Dataset entries:
☆ ☆ ☆

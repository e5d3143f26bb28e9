use std::path::PathBuf;
use std::sync::atomic::{AtomicBool, Ordering};
use std::sync::Arc;
use std::time::Duration;

use crate::error::{ObliqueError, Result};
use crate::volume::VolumeShape;

use super::config::View;

/// Pipeline processing stage, used for progress reporting.
#[derive(Clone, Copy, Debug, PartialEq, Eq)]
pub enum PipelineStage {
    Indexing,
    Assembling,
    Deshearing,
    Resampling,
    Writing,
}

impl std::fmt::Display for PipelineStage {
    fn fmt(&self, f: &mut std::fmt::Formatter<'_>) -> std::fmt::Result {
        match self {
            Self::Indexing => write!(f, "Indexing acquisition"),
            Self::Assembling => write!(f, "Assembling volume"),
            Self::Deshearing => write!(f, "Deshearing"),
            Self::Resampling => write!(f, "Resampling"),
            Self::Writing => write!(f, "Writing output"),
        }
    }
}

/// Thread-safe progress reporting for the pipeline.
///
/// Implementors can use this to drive progress bars, logging, or any other
/// UI feedback. All methods have default no-op implementations.
pub trait ProgressReporter: Send + Sync {
    /// A new pipeline stage has started. `total_items` is the number of
    /// work items in this stage (buffers, timepoints or planes), if known.
    fn begin_stage(&self, _stage: PipelineStage, _total_items: Option<usize>) {}

    /// `items_done` work items within the current stage have completed.
    fn advance(&self, _items_done: usize) {}

    /// The current stage is finished.
    fn finish_stage(&self) {}
}

/// Progress reporter that ignores everything.
pub struct NoOpReporter;
impl ProgressReporter for NoOpReporter {}

/// Cooperative cancellation flag shared between a caller and a running job.
///
/// Long operations poll it between work units (buffers, timepoints) and stop
/// with [`ObliqueError::Cancelled`].
#[derive(Clone, Debug, Default)]
pub struct CancellationToken {
    cancelled: Arc<AtomicBool>,
}

impl CancellationToken {
    pub fn new() -> Self {
        Self::default()
    }

    pub fn cancel(&self) {
        self.cancelled.store(true, Ordering::SeqCst);
    }

    pub fn is_cancelled(&self) -> bool {
        self.cancelled.load(Ordering::SeqCst)
    }

    /// Fail with `Cancelled` if cancellation was requested.
    pub fn check(&self, completed: usize, total: usize) -> Result<()> {
        if self.is_cancelled() {
            Err(ObliqueError::Cancelled { completed, total })
        } else {
            Ok(())
        }
    }
}

/// Summary of a completed pipeline run.
#[derive(Clone, Debug)]
pub struct PipelineReport {
    pub output: PathBuf,
    pub view: View,
    pub input_shape: VolumeShape,
    pub output_shape: VolumeShape,
    pub streamed: bool,
    pub device: String,
    pub elapsed: Duration,
}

☆ ☆ ☆

▸ **Your goal**
All of the entries must be printed again exactly as given.

▸ **Reply to the task**
repository e5d3143f26bb28e9
use std::path::PathBuf;
use std::sync::atomic::{AtomicBool, Ordering};
use std::sync::Arc;
use std::time::Duration;

use crate::error::{ObliqueError, Result};
use crate::volume::VolumeShape;

use super::config::View;

/// Pipeline processing stage, used for progress reporting.
#[derive(Clone, Copy, Debug, PartialEq, Eq)]
pub enum PipelineStage {
    Indexing,
    Assembling,
    Deshearing,
    Resampling,
    Writing,
}

impl std::fmt::Display for PipelineStage {
    fn fmt(&self, f: &mut std::fmt::Formatter<'_>) -> std::fmt::Result {
        match self {
            Self::Indexing => write!(f, "Indexing acquisition"),
            Self::Assembling => write!(f, "Assembling volume"),
            Self::Deshearing => write!(f, "Deshearing"),
            Self::Resampling => write!(f, "Resampling"),
            Self::Writing => write!(f, "Writing output"),
        }
    }
}

/// Thread-safe progress reporting for the pipeline.
///
/// Implementors can use this to drive progress bars, logging, or any other
/// UI feedback. All methods have default no-op implementations.
pub trait ProgressReporter: Send + Sync {
    /// A new pipeline stage has started. `total_items` is the number of
    /// work items in this stage (buffers, timepoints or planes), if known.
    fn begin_stage(&self, _stage: PipelineStage, _total_items: Option<usize>) {}

    /// `items_done` work items within the current stage have completed.
    fn advance(&self, _items_done: usize) {}

    /// The current stage is finished.
    fn finish_stage(&self) {}
}

/// Progress reporter that ignores everything.
pub struct NoOpReporter;
impl ProgressReporter for NoOpReporter {}

/// Cooperative cancellation flag shared between a caller and a running job.
///
/// Long operations poll it between work units (buffers, timepoints) and stop
/// with [`ObliqueError::Cancelled`].
#[derive(Clone, Debug, Default)]
pub struct CancellationToken {
    cancelled: Arc<AtomicBool>,
}

impl CancellationToken {
    pub fn new() -> Self {
        Self::default()
    }

    pub fn cancel(&self) {
        self.cancelled.store(true, Ordering::SeqCst);
    }

    pub fn is_cancelled(&self) -> bool {
        self.cancelled.load(Ordering::SeqCst)
    }

    /// Fail with `Cancelled` if cancellation was requested.
    pub fn check(&self, completed: usize, total: usize) -> Result<()> {
        if self.is_cancelled() {
            Err(ObliqueError::Cancelled { completed, total })
        } else {
            Ok(())
        }
    }
}

/// Summary of a completed pipeline run.
#[derive(Clone, Debug)]
pub struct PipelineReport {
    pub output: PathBuf,
    pub view: View,
    pub input_shape: VolumeShape,
    pub output_shape: VolumeShape,
    pub streamed: bool,
    pub device: String,
    pub elapsed: Duration,
}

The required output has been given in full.